Observations & Implications:
- I stand before you today and think for myself – that you are my letter of recommendation. We’ve seen some hard times, but my passion for you is evident in my presence. Hopefully that doesn’t make sense to some of you, for you see a healthy church. But for those who’ve been here for 10 years or more – you know. That may sound like bragging, but it’s not. I can think of no other way to express my love for you than my loyalty through the hardest of times. My obedience to Christ has been the foundation. He has called me and with integrity I can say, I have stayed and served. You are my letter of commendation.
- What about for you? How does this apply? Our hearts, though hidden from physical sight, are often seen through our actions. Based on your actions, what would people say is your passion? For many of you, I can see that Calvary is a letter of recommendation for you, too. You’ve stayed the course, you’ve been faithful and obedient in your service to Christ. That’s powerful!
- Some of you may be saying: what’s he talking about? The church has problems? Many years ago she did, but the health you are experiencing now it the fruit of the faithful. And for that, you have been faithful are to be commended!
- Oh, she’s not perfect. We’ve still got a lot to do, but by God’s grace and leadership, we shall continue on our journey of sanctification.

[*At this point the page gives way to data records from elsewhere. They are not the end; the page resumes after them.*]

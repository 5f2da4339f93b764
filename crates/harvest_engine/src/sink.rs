use std::sync::mpsc;

use crate::{EngineEvent, LogLine};

/// Receives progress from a running harvest. Front ends implement this to
/// surface log lines and phase changes; tests record into a vector.
pub trait ProgressSink: Send + Sync {
    fn emit(&self, event: EngineEvent);

    fn log(&self, line: LogLine) {
        self.emit(EngineEvent::Log(line));
    }
}

pub struct ChannelProgressSink {
    tx: mpsc::Sender<EngineEvent>,
}

impl ChannelProgressSink {
    pub fn new(tx: mpsc::Sender<EngineEvent>) -> Self {
        Self { tx }
    }
}

impl ProgressSink for ChannelProgressSink {
    fn emit(&self, event: EngineEvent) {
        let _ = self.tx.send(event);
    }
}

/// Discards everything.
pub struct NullProgressSink;

impl ProgressSink for NullProgressSink {
    fn emit(&self, _event: EngineEvent) {}
}
use printpdf::{BuiltinFont, IndirectFontRef, Mm, PdfDocument};

use super::layout::{DocumentPlan, FontWeight};
use super::RenderError;

const LAYER_NAME: &str = "Layer 1";

/// Encodes a laid-out document with the built-in Helvetica faces.
///
/// `plan` text is expected to be sanitized already; the built-in fonts use a
/// single-byte encoding.
pub fn encode_pdf(plan: &DocumentPlan, doc_title: &str) -> Result<Vec<u8>, RenderError> {
    let width = Mm(plan.geometry.width_mm);
    let height = Mm(plan.geometry.height_mm);
    let (doc, first_page, first_layer) = PdfDocument::new(doc_title, width, height, LAYER_NAME);

    let regular = doc
        .add_builtin_font(BuiltinFont::Helvetica)
        .map_err(encode_error)?;
    let bold = doc
        .add_builtin_font(BuiltinFont::HelveticaBold)
        .map_err(encode_error)?;

    for (idx, frame) in plan.pages.iter().enumerate() {
        let (page, layer) = if idx == 0 {
            (first_page, first_layer)
        } else {
            doc.add_page(width, height, LAYER_NAME)
        };
        let layer = doc.get_page(page).get_layer(layer);
        for line in &frame.lines {
            let font: &IndirectFontRef = match line.weight {
                FontWeight::Regular => &regular,
                FontWeight::Bold => &bold,
            };
            layer.use_text(
                line.text.as_str(),
                line.size_pt,
                Mm(line.x_mm),
                Mm(plan.geometry.height_mm - line.baseline_mm),
                font,
            );
        }
    }

    doc.save_to_bytes().map_err(encode_error)
}

fn encode_error(err: impl std::fmt::Debug) -> RenderError {
    RenderError::Encode(format!("{err:?}"))
}
use std::path::PathBuf;

#[derive(Debug, Clone, PartialEq, Eq)]
pub enum Effect {
    StartHarvest {
        metadata_url: String,
        chapter_url: String,
    },
    SetPaused(bool),
    RenderDocument {
        output_dir: PathBuf,
    },
    /// Modal-style message for the user.
    Notify(Notification),
    /// Plain line for the activity log.
    AppendLog(String),
    /// Banner line for the activity log.
    AppendHeader(String),
}

#[derive(Debug, Clone, Copy, PartialEq, Eq)]
pub enum NotificationLevel {
    Info,
    Warning,
    Error,
}

#[derive(Debug, Clone, PartialEq, Eq)]
pub struct Notification {
    pub level: NotificationLevel,
    pub title: String,
    pub message: String,
}

impl Notification {
    pub fn info(title: impl Into<String>, message: impl Into<String>) -> Self {
        Self::new(NotificationLevel::Info, title, message)
    }

    pub fn warning(title: impl Into<String>, message: impl Into<String>) -> Self {
        Self::new(NotificationLevel::Warning, title, message)
    }

    pub fn error(title: impl Into<String>, message: impl Into<String>) -> Self {
        Self::new(NotificationLevel::Error, title, message)
    }

    fn new(level: NotificationLevel, title: impl Into<String>, message: impl Into<String>) -> Self {
        Self {
            level,
            title: title.into(),
            message: message.into(),
        }
    }
}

- Maybe you’re sitting there today and think you’d like to become part of the faithful. You’re thinking to yourself that God may be calling you to roll up your sleeves and join these people in their work. You’ve dated the church for a while, but you’ve never married her. Church membership is simple.
- You must be a Christian
i. You’re committing your life to him today
ii. You have in the past and you want to move your membership.
- You must formally request to join – that is, you simply come forward during the invitation and ask.
- You must attend a New Member’s Class. It’s so called, because it describes in great detail who we are and what we believe. Our next class will be presented by the elders in September. Usually the 3rd weekend.
- Submit to an interview with an elder. I hate that word interview, but no one has come up with a better title. Here’s what it means: you’ve gotten to know us through attendance and participation. You’ve learned about us through our New Member’s class. We want to hear from you: what are your passions and gifts? Where do you see yourself serving in the body? What has your spiritual journey been like? This is your chance to tell us all about you. Up to this point, we’ve done all the talking about who we are. We just want to hear from you.
- What kind of heart condition do you have? Is it a hard heart, like stone? Has it hardened through bitterness and resentment? Has it been beaten and abused by others. Have you tucked it away, not willing to ever let anyone break your heart again? Christ wants to give you a new heart – a soft and tender one. He can take your old one and replace it with a new one. You can trust him.